Data extracted from a collection
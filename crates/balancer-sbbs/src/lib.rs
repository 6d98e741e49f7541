pub mod crypto;
pub mod pipeline;
pub mod push;
pub mod store;
pub mod wsclient;

use std::sync::Arc;
use std::time::Duration;

use store::SubscriptionStore;

/// Spawns the periodic expired-subscription sweep (every 5 minutes).
pub fn spawn_expiry_sweep(store: Arc<SubscriptionStore>) -> tokio::task::JoinHandle<()> {
    tokio::spawn(async move {
        let mut tick = tokio::time::interval(Duration::from_secs(5 * 60));
        loop {
            tick.tick().await;
            let removed = store.sweep_expired();
            if removed > 0 {
                tracing::debug!(removed, "swept expired sbbs subscriptions");
            }
        }
    })
}
use std::sync::atomic::{AtomicI64, Ordering};
use std::sync::Arc;
use std::time::Duration;

#[derive(Default)]
pub struct Counters {
    pub w_upgrade: AtomicI64,
    pub w_upgrade_30: AtomicI64,
    pub w_reject: AtomicI64,
    pub w_reject_30: AtomicI64,
    pub w_connect: AtomicI64,
    pub w_connect_30: AtomicI64,
    pub login: AtomicI64,
    pub login_30: AtomicI64,
    pub w_disconnect: AtomicI64,
    pub w_disconnect_30: AtomicI64,
    pub logout: AtomicI64,
    pub logout_30: AtomicI64,
    pub subscribe: AtomicI64,
    pub subscribe_30: AtomicI64,
    pub unsubscribe: AtomicI64,
    pub unsubscribe_30: AtomicI64,
    pub w_bad_method: AtomicI64,
    pub w_bad_method_30: AtomicI64,
    pub w_error: AtomicI64,
    pub w_error_30: AtomicI64,
    pub bbs_message: AtomicI64,
    pub bbs_message_30: AtomicI64,
    pub bbs_bad_method: AtomicI64,
    pub bbs_bad_method_30: AtomicI64,
    pub bbs_error: AtomicI64,
    pub bbs_error_30: AtomicI64,
    pub bbs_drops: AtomicI64,
    pub bbs_drops_30: AtomicI64,
    pub ws_drops: AtomicI64,
    pub ws_drops_30: AtomicI64,
    pub ep_point_drops: AtomicI64,
    pub ep_point_drops_30: AtomicI64,
    pub ep_client_drops: AtomicI64,
    pub ep_client_drops_30: AtomicI64,
}

/// A snapshot suitable for JSON serialization on the status route.
#[derive(serde::Serialize)]
pub struct CountersSnapshot {
    pub w_upgrade: i64,
    pub w_upgrade_30: i64,
    pub w_reject: i64,
    pub w_reject_30: i64,
    pub w_connect: i64,
    pub w_connect_30: i64,
    pub login: i64,
    pub login_30: i64,
    pub w_disconnect: i64,
    pub w_disconnect_30: i64,
    pub logout: i64,
    pub logout_30: i64,
    pub subscribe: i64,
    pub subscribe_30: i64,
    pub unsubscribe: i64,
    pub unsubscribe_30: i64,
    pub w_bad_method: i64,
    pub w_bad_method_30: i64,
    pub w_error: i64,
    pub w_error_30: i64,
    pub bbs_message: i64,
    pub bbs_message_30: i64,
    pub bbs_bad_method: i64,
    pub bbs_bad_method_30: i64,
    pub bbs_error: i64,
    pub bbs_error_30: i64,
    pub bbs_drops: i64,
    pub bbs_drops_30: i64,
    pub ws_drops: i64,
    pub ws_drops_30: i64,
    pub ep_point_drops: i64,
    pub ep_point_drops_30: i64,
    pub ep_client_drops: i64,
    pub ep_client_drops_30: i64,
}

macro_rules! bump {
    ($self:ident, $field:ident, $field30:ident) => {
        pub fn $field(&self) {
            self.$field.fetch_add(1, Ordering::Relaxed);
            self.$field30.fetch_add(1, Ordering::Relaxed);
        }
    };
}

impl Counters {
    bump!(self, count_w_upgrade, w_upgrade_30);
    bump!(self, count_w_reject, w_reject_30);
    bump!(self, count_w_connect, w_connect_30);
    bump!(self, count_login, login_30);
    bump!(self, count_w_disconnect, w_disconnect_30);
    bump!(self, count_logout, logout_30);
    bump!(self, count_subscribe, subscribe_30);
    bump!(self, count_unsubscribe, unsubscribe_30);
    bump!(self, count_w_bad_method, w_bad_method_30);
    bump!(self, count_w_error, w_error_30);
    bump!(self, count_bbs_message, bbs_message_30);
    bump!(self, count_bbs_bad_method, bbs_bad_method_30);
    bump!(self, count_bbs_error, bbs_error_30);
    bump!(self, count_bbs_drops, bbs_drops_30);

    /// One wallet-service drop event, carrying the endpoints and clients it
    /// took down with it — mirrors the original `CountWSDrop(epoints, clients)`.
    pub fn count_ws_drop(&self, endpoints: i64, clients: i64) {
        self.ws_drops.fetch_add(1, Ordering::Relaxed);
        self.ws_drops_30.fetch_add(1, Ordering::Relaxed);
        self.ep_point_drops.fetch_add(endpoints, Ordering::Relaxed);
        self.ep_point_drops_30.fetch_add(endpoints, Ordering::Relaxed);
        self.ep_client_drops.fetch_add(clients, Ordering::Relaxed);
        self.ep_client_drops_30.fetch_add(clients, Ordering::Relaxed);
    }

    pub fn snapshot(&self) -> CountersSnapshot {
        let l = |a: &AtomicI64| a.load(Ordering::Relaxed);
        CountersSnapshot {
            w_upgrade: l(&self.w_upgrade),
            w_upgrade_30: l(&self.w_upgrade_30),
            w_reject: l(&self.w_reject),
            w_reject_30: l(&self.w_reject_30),
            w_connect: l(&self.w_connect),
            w_connect_30: l(&self.w_connect_30),
            login: l(&self.login),
            login_30: l(&self.login_30),
            w_disconnect: l(&self.w_disconnect),
            w_disconnect_30: l(&self.w_disconnect_30),
            logout: l(&self.logout),
            logout_30: l(&self.logout_30),
            subscribe: l(&self.subscribe),
            subscribe_30: l(&self.subscribe_30),
            unsubscribe: l(&self.unsubscribe),
            unsubscribe_30: l(&self.unsubscribe_30),
            w_bad_method: l(&self.w_bad_method),
            w_bad_method_30: l(&self.w_bad_method_30),
            w_error: l(&self.w_error),
            w_error_30: l(&self.w_error_30),
            bbs_message: l(&self.bbs_message),
            bbs_message_30: l(&self.bbs_message_30),
            bbs_bad_method: l(&self.bbs_bad_method),
            bbs_bad_method_30: l(&self.bbs_bad_method_30),
            bbs_error: l(&self.bbs_error),
            bbs_error_30: l(&self.bbs_error_30),
            bbs_drops: l(&self.bbs_drops),
            bbs_drops_30: l(&self.bbs_drops_30),
            ws_drops: l(&self.ws_drops),
            ws_drops_30: l(&self.ws_drops_30),
            ep_point_drops: l(&self.ep_point_drops),
            ep_point_drops_30: l(&self.ep_point_drops_30),
            ep_client_drops: l(&self.ep_client_drops),
            ep_client_drops_30: l(&self.ep_client_drops_30),
        }
    }

    fn reset30(&self) {
        let z = |a: &AtomicI64| a.store(0, Ordering::Relaxed);
        z(&self.w_upgrade_30);
        z(&self.w_reject_30);
        z(&self.w_connect_30);
        z(&self.login_30);
        z(&self.w_disconnect_30);
        z(&self.logout_30);
        z(&self.subscribe_30);
        z(&self.unsubscribe_30);
        z(&self.w_bad_method_30);
        z(&self.w_error_30);
        z(&self.bbs_message_30);
        z(&self.bbs_bad_method_30);
        z(&self.bbs_error_30);
        z(&self.bbs_drops_30);
        z(&self.ws_drops_30);
        z(&self.ep_point_drops_30);
        z(&self.ep_client_drops_30);
    }
}

/// Spawns the 30-minute counter-window reset loop.
pub fn spawn_reset_task(counters: Arc<Counters>) -> tokio::task::JoinHandle<()> {
    tokio::spawn(async move {
        let mut tick = tokio::time::interval(Duration::from_secs(30 * 60));
        tick.tick().await; // first tick fires immediately; skip it
        loop {
            tick.tick().await;
            counters.reset30();
            tracing::debug!("30-minute counters reset");
        }
    })
}

#[cfg(test)]
mod tests {
    use super::*;

    #[test]
    fn reset30_zeroes_window_not_total() {
        let c = Counters::default();
        c.count_login();
        c.count_login();
        assert_eq!(c.login.load(Ordering::Relaxed), 2);
        assert_eq!(c.login_30.load(Ordering::Relaxed), 2);
        c.reset30();
        assert_eq!(c.login.load(Ordering::Relaxed), 2);
        assert_eq!(c.login_30.load(Ordering::Relaxed), 0);
    }
}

What to do: Begin with the line containing "z(&self.w_error_30);" and retype it and each line after it through the end of the records, keeping them exact and including nothing more.

Response to the task:
        z(&self.w_error_30);
        z(&self.bbs_message_30);
        z(&self.bbs_bad_method_30);
        z(&self.bbs_error_30);
        z(&self.bbs_drops_30);
        z(&self.ws_drops_30);
        z(&self.ep_point_drops_30);
        z(&self.ep_client_drops_30);
    }
}

/// Spawns the 30-minute counter-window reset loop.
pub fn spawn_reset_task(counters: Arc<Counters>) -> tokio::task::JoinHandle<()> {
    tokio::spawn(async move {
        let mut tick = tokio::time::interval(Duration::from_secs(30 * 60));
        tick.tick().await; // first tick fires immediately; skip it
        loop {
            tick.tick().await;
            counters.reset30();
            tracing::debug!("30-minute counters reset");
        }
    })
}

#[cfg(test)]
mod tests {
    use super::*;

    #[test]
    fn reset30_zeroes_window_not_total() {
        let c = Counters::default();
        c.count_login();
        c.count_login();
        assert_eq!(c.login.load(Ordering::Relaxed), 2);
        assert_eq!(c.login_30.load(Ordering::Relaxed), 2);
        c.reset30();
        assert_eq!(c.login.load(Ordering::Relaxed), 2);
        assert_eq!(c.login_30.load(Ordering::Relaxed), 0);
    }
}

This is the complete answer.